Frankfurt children leaving for Great Britain as part of a children’s transport. Departure photos of Ludwig and Elisabeth Calvelli-Adorno before they left for England (photo 1939) © Elisabeth Reinhuber-Adorno
Frankfurt children leaving for Great Britain as part of a children’s transport. Departure photos of Ludwig and Elisabeth Calvelli-Adorno before they left for England (photo 1939) © Elisabeth Reinhuber-Adorno
Close to 10.000 children emigrated to Great Britain via the children transports within nine months. The British government eased the existing entry requirements for children up to 17 years old and permitted entry without visa formalities. Dr. Martha Wertheimer from the Jewish Social Welfare – Children Transport Department – processed the applications. The Jewish Social Welfare also took care of the applications gathered by the Frankfurt Quakers. The Quakers in turn bundled the applications which had been gathered by Christian assistance centers, amongst which were the protestant branch offices of reverend Gruber and the catholic advice offices. When applications were bundled there was less of a chance that they would get lost in the bureaucracy.

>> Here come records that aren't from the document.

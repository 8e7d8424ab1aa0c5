pub mod memory;
pub mod models;
pub mod repository;
pub mod store;

pub use memory::InMemoryLedger;
pub use repository::LedgerRepository;
pub use store::LedgerStore;
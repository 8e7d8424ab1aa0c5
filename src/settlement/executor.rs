use std::collections::HashMap;
use std::sync::Arc;

use alloy_primitives::U256;
use chrono::{DateTime, Utc};
use tracing::{error, info, instrument, warn};

use super::{SettlementBatch, SettlementStatus};
use crate::error::AppResult;
use crate::execution::contract::{SettleReceipt, SettlementContract};
use crate::ledger::models::InFlightSettlement;
use crate::ledger::LedgerStore;

/// Ground truth for one executed user, decided by the on-chain nonce.
#[derive(Debug, Clone, Copy, PartialEq, Eq)]
pub enum ExecutionResult {
    /// Nonce advanced: the settlement applied.
    Applied,
    /// Nonce unchanged: nothing applied this round.
    NotApplied,
    /// Submitted, but the outcome is unknown: the transaction may still be
    /// mined, or neither the nonce nor the receipt could be read.
    Indeterminate,
    /// Never submitted (pre-submission nonce read failed).
    NotSubmitted,
}

#[derive(Debug, Default)]
pub struct ExecutionReport {
    pub results: HashMap<String, ExecutionResult>,
    pub transactions: Vec<String>,
}

impl ExecutionReport {
    pub fn count(&self, wanted: ExecutionResult) -> usize {
        self.results.values().filter(|r| **r == wanted).count()
    }
}

/// Submits executable batches in bounded chunks.
pub struct SettlementExecutor {
    contract: Arc<dyn SettlementContract>,
    ledger: Arc<dyn LedgerStore>,
    chunk_size: usize,
}

impl SettlementExecutor {
    pub fn new(
        contract: Arc<dyn SettlementContract>,
        ledger: Arc<dyn LedgerStore>,
        chunk_size: usize,
    ) -> Self {
        Self {
            contract,
            ledger,
            chunk_size: chunk_size.max(1),
        }
    }

    /// Chunks run one after another under the single provider sender. A
    /// failed chunk never aborts the next one; only a journal write failure
    /// ends the call.
    #[instrument(skip(self, batches), fields(batches = batches.len()))]
    pub async fn execute(
        &self,
        batches: &[SettlementBatch],
        now: DateTime<Utc>,
    ) -> AppResult<ExecutionReport> {
        let mut report = ExecutionReport::default();

        for (index, chunk) in batches.chunks(self.chunk_size).enumerate() {
            self.execute_chunk(index, chunk, now, &mut report).await?;
        }

        info!(
            "⛓️  Execution finished: {} applied, {} not applied, {} indeterminate, {} not submitted",
            report.count(ExecutionResult::Applied),
            report.count(ExecutionResult::NotApplied),
            report.count(ExecutionResult::Indeterminate),
            report.count(ExecutionResult::NotSubmitted),
        );
        Ok(report)
    }

    async fn execute_chunk(
        &self,
        index: usize,
        chunk: &[SettlementBatch],
        now: DateTime<Utc>,
        report: &mut ExecutionReport,
    ) -> AppResult<()> {
        // Nonces before submission
        let mut submitted: Vec<(&SettlementBatch, U256)> = Vec::with_capacity(chunk.len());
        for batch in chunk {
            match self.contract.get_account(batch.address()).await {
                Ok(account) => {
                    submitted.push((batch, account.map(|a| a.nonce).unwrap_or_default()));
                }
                Err(e) => {
                    warn!("⚠️  Nonce read for {} failed, not submitting: {}", batch.user, e);
                    report
                        .results
                        .insert(batch.user.clone(), ExecutionResult::NotSubmitted);
                }
            }
        }
        if submitted.is_empty() {
            return Ok(());
        }

        let journal: Vec<InFlightSettlement> = submitted
            .iter()
            .map(|(batch, _)| InFlightSettlement {
                user_address: batch.user.clone(),
                nonce: batch.nonce().to_string(),
                total_fee: batch.total_fee().to_string(),
                request_hashes: batch.request_hashes(),
                created_at: now,
            })
            .collect();
        self.ledger.record_inflight(&journal).await?;

        let settlements: Vec<_> = submitted.iter().map(|(b, _)| b.settlement.clone()).collect();
        let mut pending_on_chain = false;
        let receipt = match self.contract.settle_fees(&settlements).await {
            Ok(receipt) => {
                report.transactions.push(receipt.tx_hash.to_string());
                Some(receipt)
            }
            Err(e) => {
                error!("❌ Settlement chunk {} ({} users) failed: {}", index, settlements.len(), e);
                pending_on_chain = e.may_have_broadcast();
                None
            }
        };

        for (batch, before) in submitted {
            let result = match self.contract.get_account(batch.address()).await {
                Ok(account) => {
                    let after = account.map(|a| a.nonce).unwrap_or_default();
                    if after > before {
                        ExecutionResult::Applied
                    } else if pending_on_chain {
                        // Could still be mined; recovery decides
                        ExecutionResult::Indeterminate
                    } else {
                        ExecutionResult::NotApplied
                    }
                }
                Err(e) => {
                    warn!("⚠️  Post-settlement nonce read for {} failed: {}", batch.user, e);
                    result_from_events(receipt.as_ref(), batch)
                }
            };
            report.results.insert(batch.user.clone(), result);
        }
        Ok(())
    }
}

/// Fallback when the nonce cannot be read: trust the receipt's events.
fn result_from_events(receipt: Option<&SettleReceipt>, batch: &SettlementBatch) -> ExecutionResult {
    let Some(receipt) = receipt else {
        return ExecutionResult::Indeterminate;
    };
    let Some(event) = receipt.events.iter().find(|e| e.user == batch.address()) else {
        return ExecutionResult::Indeterminate;
    };
    match SettlementStatus::try_from(event.status) {
        Ok(SettlementStatus::Success) => ExecutionResult::Applied,
        Ok(SettlementStatus::Partial)
        | Ok(SettlementStatus::ProviderMismatch)
        | Ok(SettlementStatus::NoTeeSigner)
        | Ok(SettlementStatus::InvalidNonce)
        | Ok(SettlementStatus::InvalidSignature) => ExecutionResult::NotApplied,
        Err(_) => ExecutionResult::Indeterminate,
    }
}

#[cfg(test)]
mod tests {
    use chrono::Utc;

    use super::*;
    use crate::ledger::LedgerStore;
    use crate::settlement::test_support::{Harness, USER_A, USER_B};

    #[tokio::test]
    async fn test_nonce_advance_decides_success() {
        let harness = Harness::new(10);
        harness.fund(USER_A, 100);
        harness.fund(USER_B, 100);
        harness.insert(USER_A, "a1", "10", 60).await;
        harness.insert(USER_B, "b1", "10", 60).await;
        // Preview was fine, but the chain rejects B at execution time
        harness.contract.reject_on_settle(USER_B);

        let now = Utc::now();
        let batches = harness.build_batches(now).await;
        let report = harness.executor().execute(&batches, now).await.unwrap();

        assert_eq!(report.results[USER_A], ExecutionResult::Applied);
        assert_eq!(report.results[USER_B], ExecutionResult::NotApplied);
        assert_eq!(report.transactions.len(), 1);
        assert_eq!(harness.ledger.list_inflight().await.unwrap().len(), 2);
    }

    #[tokio::test]
    async fn test_failed_chunk_does_not_abort_later_chunks() {
        let harness = Harness::new(1);
        harness.fund(USER_A, 100);
        harness.fund(USER_B, 100);
        harness.insert(USER_A, "a1", "10", 60).await;
        harness.insert(USER_B, "b1", "10", 60).await;
        harness.contract.fail_next_settles(1);

        let now = Utc::now();
        let batches = harness.build_batches(now).await;
        let report = harness.executor().execute(&batches, now).await.unwrap();

        assert_eq!(report.results[USER_A], ExecutionResult::NotApplied);
        assert_eq!(report.results[USER_B], ExecutionResult::Applied);
        assert_eq!(harness.contract.settle_calls(), 2);
    }

    #[tokio::test]
    async fn test_unreadable_nonce_after_failed_send_is_indeterminate() {
        let harness = Harness::new(10);
        harness.fund(USER_A, 100);
        harness.insert(USER_A, "a1", "10", 60).await;
        harness.contract.fail_next_settles(1);
        // pre-read succeeds, post-read fails
        harness.contract.fail_nonce_reads_after(1);

        let now = Utc::now();
        let batches = harness.build_batches(now).await;
        let report = harness.executor().execute(&batches, now).await.unwrap();

        assert_eq!(report.results[USER_A], ExecutionResult::Indeterminate);
    }

    #[tokio::test]
    async fn test_lost_receipt_with_unmoved_nonce_is_indeterminate() {
        let harness = Harness::new(10);
        harness.fund(USER_A, 100);
        harness.insert(USER_A, "a1", "10", 60).await;
        harness.contract.lose_next_receipt();

        let now = Utc::now();
        let batches = harness.build_batches(now).await;
        let report = harness.executor().execute(&batches, now).await.unwrap();

        // Not mined yet, but it may still be
        assert_eq!(report.results[USER_A], ExecutionResult::Indeterminate);
        assert_eq!(harness.ledger.list_inflight().await.unwrap().len(), 1);
    }

    #[tokio::test]
    async fn test_journal_failure_is_fatal_before_submission() {
        let harness = Harness::new(10);
        harness.fund(USER_A, 100);
        harness.insert(USER_A, "a1", "10", 60).await;

        let now = Utc::now();
        let batches = harness.build_batches(now).await;
        harness.ledger.set_fail_writes(true);
        let result = harness.executor().execute(&batches, now).await;

        assert!(result.is_err());
        assert_eq!(harness.contract.settle_calls(), 0);
    }
}
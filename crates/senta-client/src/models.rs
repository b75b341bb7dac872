//! Wire types of the remote process API.

use std::fmt;
use std::str::FromStr;

use serde::{Deserialize, Serialize};

/// A process as reported by `GET /process/list/status`.
#[derive(Debug, Clone, PartialEq, Eq, Serialize, Deserialize)]
pub struct RemoteProcess {
    pub id: u64,
    pub name: String,
    pub is_active: bool,
}

/// Body returned by the start/stop/restart endpoints.
#[derive(Debug, Clone, PartialEq, Eq, Serialize, Deserialize)]
pub struct ActionResult {
    pub message: String,
}

/// Lifecycle action that can be requested for a process.
#[derive(Debug, Clone, Copy, PartialEq, Eq, Hash)]
pub enum ProcessAction {
    Start,
    Stop,
    Restart,
}

impl ProcessAction {
    /// All actions, in the order their buttons are shown.
    pub const ALL: [ProcessAction; 3] = [Self::Start, Self::Stop, Self::Restart];

    /// Name used in URLs and button payloads.
    pub fn as_str(&self) -> &'static str {
        match self {
            Self::Start => "start",
            Self::Stop => "stop",
            Self::Restart => "restart",
        }
    }

    /// Button label.
    pub fn label(&self) -> &'static str {
        match self {
            Self::Start => "Start",
            Self::Stop => "Stop",
            Self::Restart => "Restart",
        }
    }
}

impl fmt::Display for ProcessAction {
    fn fmt(&self, f: &mut fmt::Formatter<'_>) -> fmt::Result {
        f.write_str(self.as_str())
    }
}

impl FromStr for ProcessAction {
    type Err = String;

    fn from_str(s: &str) -> Result<Self, Self::Err> {
        match s {
            "start" => Ok(Self::Start),
            "stop" => Ok(Self::Stop),
            "restart" => Ok(Self::Restart),
            other => Err(format!("unknown process action: {}", other)),
        }
    }
}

The British Home Office needed well prepared applications, and there was much which needed to be completed as part of this preparation process: a general application in order to be accepted together with the accompanying permit that the children would be cared for in England by the Refugee Children’s Movement (RCM); a health report; an unqualified confirmation from the tax department; numerous passport photos; a children’s passport; a guarantee from the British side, either from a help organization or a family, that they would accept a child. A 50-pound-guarantee was also required as of March 1939, which was intended to serve as a form of security for a child’s further migration when it turned 18 years old. All of these preparations took time. Jewish welfare organizations guaranteed children, who lacked such guarantees, until their funds were used up and new donations could be gathered, for example, from the Lord Baldwin Fund.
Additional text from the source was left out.